We had opportunity to buy a £650,000 house mortgage free as we'd made a lot of the sale of our house but instead we doubled our mortgage and got a dream house - it requires a LOT of renovations so has been very hard but the house, surroundings and area are a joy and I think and hope will continue to be so worth it.
I would say only go for it if it is the long term dream home - with or without children (ie big enough and near schools) and somewhere you'd be happy to stay put.

overthinkersanonnymus · 26/12/2024 19:44

So after lots of conversations and number crunching, we are staying put.

The comment about the feeling of not worrying about money at the moment has swayed me.

I'll be honest, I'm sad. I do love that other house.

I feel like I might regret the decision in a year or two, but as of now, it's not right.

I'm Sulking. 😂

OP posts:
KeepinOn · 26/12/2024 20:11

You've made the right decision for your needs at the moment. You may need different things in future and who knows? That house, or something similar, or something even better may come up when you're ready. ☺️

BunnyMum2000 · 26/12/2024 21:00

This is an interesting thread.

we are currently mortgage free in an “ok” house, but looking at upgrading to somewhere bigger, and possibly taking on an additional £200k mortgage.
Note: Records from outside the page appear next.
//! Parquet encoding
//!
//! Tables are small enough to encode fully in memory before a single `put`,
//! so the writer targets any `Write` sink and [`encode_batch`] targets a
//! `Vec<u8>`.

use crate::config::ParquetSettings;
use crate::error::{Error, Result};
use arrow::datatypes::{Schema, SchemaRef};
use arrow::record_batch::RecordBatch;
use bytes::Bytes;
use parquet::arrow::ArrowWriter;
use parquet::basic::{Compression, ZstdLevel};
use parquet::file::properties::{EnabledStatistics, WriterProperties};
use std::io::Write;
use std::sync::Arc;

/// Rows per row group unless configured otherwise
pub const DEFAULT_ROW_GROUP_SIZE: usize = 1024 * 1024;

/// Encoding settings for table files
#[derive(Debug, Clone, PartialEq)]
pub struct ParquetWriterConfig {
    compression: Compression,
    row_group_size: usize,
    dictionary_enabled: bool,
    statistics_enabled: bool,
}

impl Default for ParquetWriterConfig {
    fn default() -> Self {
        Self {
            compression: Compression::SNAPPY,
            row_group_size: DEFAULT_ROW_GROUP_SIZE,
            dictionary_enabled: true,
            statistics_enabled: true,
        }
    }
}

impl ParquetWriterConfig {
    /// Snappy, dictionary encoding and page statistics
    #[must_use]
    pub fn new() -> Self {
        Self::default()
    }

    /// Set the codec
    #[must_use]
    pub fn with_compression(mut self, compression: Compression) -> Self {
        self.compression = compression;
        self
    }

    /// Write files without compression
    #[must_use]
    pub fn uncompressed(self) -> Self {
        self.with_compression(Compression::UNCOMPRESSED)
    }

    /// Compress with ZSTD at its default level
    #[must_use]
    pub fn zstd(self) -> Self {
        self.with_compression(Compression::ZSTD(ZstdLevel::default()))
    }

    /// Cap the rows in each row group
    #[must_use]
    pub fn with_row_group_size(mut self, rows: usize) -> Self {
        self.row_group_size = rows.max(1);
        self
    }

    #[must_use]
    pub fn with_dictionary(mut self, enabled: bool) -> Self {
        self.dictionary_enabled = enabled;
        self
    }

    #[must_use]
    pub fn with_statistics(mut self, enabled: bool) -> Self {
        self.statistics_enabled = enabled;
        self
    }

    pub fn compression(&self) -> Compression {
        self.compression
    }

    pub fn row_group_size(&self) -> usize {
        self.row_group_size
    }

    pub fn is_dictionary_enabled(&self) -> bool {
        self.dictionary_enabled
    }

    pub fn is_statistics_enabled(&self) -> bool {
        self.statistics_enabled
    }

    /// Parquet writer properties for these settings
    pub fn properties(&self) -> WriterProperties {
        let statistics = if self.statistics_enabled {
            EnabledStatistics::Page
        } else {
            EnabledStatistics::None
        };

        WriterProperties::builder()
            .set_compression(self.compression)
            .set_max_row_group_size(self.row_group_size)
            .set_dictionary_enabled(self.dictionary_enabled)
            .set_statistics_enabled(statistics)
            .build()
    }
}

impl TryFrom<&ParquetSettings> for ParquetWriterConfig {
    type Error = Error;

    fn try_from(settings: &ParquetSettings) -> Result<Self> {
        let config = match settings.compression.to_ascii_lowercase().as_str() {
            "snappy" => Self::new(),
            "zstd" => Self::new().zstd(),
            "uncompressed" | "none" => Self::new().uncompressed(),
            other => {
                return Err(Error::invalid_value(
                    "parquet.compression",
                    format!("unknown codec '{other}'"),
                ))
            }
        };

        Ok(config
            .with_row_group_size(settings.row_group_size)
            .with_dictionary(settings.dictionary)
            .with_statistics(settings.statistics))
    }
}

/// Streams batches of one schema into a Parquet file
pub struct ParquetWriter<W: Write + Send> {
    inner: ArrowWriter<W>,
    schema: SchemaRef,
    rows_written: usize,
}

impl<W: Write + Send> ParquetWriter<W> {
    /// Start a file in `sink`
    pub fn new(sink: W, schema: &Schema, config: &ParquetWriterConfig) -> Result<Self> {
        let schema = Arc::new(schema.clone());
        let inner = ArrowWriter::try_new(sink, Arc::clone(&schema), Some(config.properties()))?;

        Ok(Self {
            inner,
            schema,
            rows_written: 0,
        })
    }

    /// Append a batch; its schema must match the file schema
    pub fn write(&mut self, batch: &RecordBatch) -> Result<()> {
        if batch.schema().fields() != self.schema.fields() {
            return Err(Error::output(format!(
                "Batch schema does not match file schema: {:?}",
                batch.schema().fields()
            )));
        }

        self.inner.write(batch)?;
        self.rows_written += batch.num_rows();
        Ok(())
    }

    /// Rows appended so far
    pub fn rows_written(&self) -> usize {
        self.rows_written
    }

    /// Write the footer and hand back the sink
    pub fn finish(self) -> Result<W> {
        Ok(self.inner.into_inner()?)
    }
}

/// Encode one batch as a complete in-memory Parquet file
pub fn encode_batch(batch: &RecordBatch, config: &ParquetWriterConfig) -> Result<Bytes> {
    let mut writer = ParquetWriter::new(Vec::new(), batch.schema().as_ref(), config)?;
    writer.write(batch)?;
    writer.finish().map(Bytes::from)
}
We are real homebodies.. we spent most of our time at home, the new house will mean the kids can walk to school rather than having to get a bus , and we really need another bathroom.
For us, while it will be expensive, I do think it will give us a better quality of life on a day to day to day basis.

I do have moments of “fear” about the mortgage side sometimes .

ShrugGood · 26/12/2024 21:08

I think the thing to comfort yourself with is if you had moved and then fell pregnant immediately how hard would that have been financially?

I have endometriosis and after meds and surgery I was told I would categorically need IVF and you can see where this is going. We were told to start ttc immediately so that a year from then we would be eligible for the IVF. I became pregnant the first month we tried. We were shocked, the gynecologist was shocked. We all think my body was as free from the endo as it could be. Ds came along naturally 3 years later.

I think in this economy having a big enough house that you can afford easily is not to be taken lightly.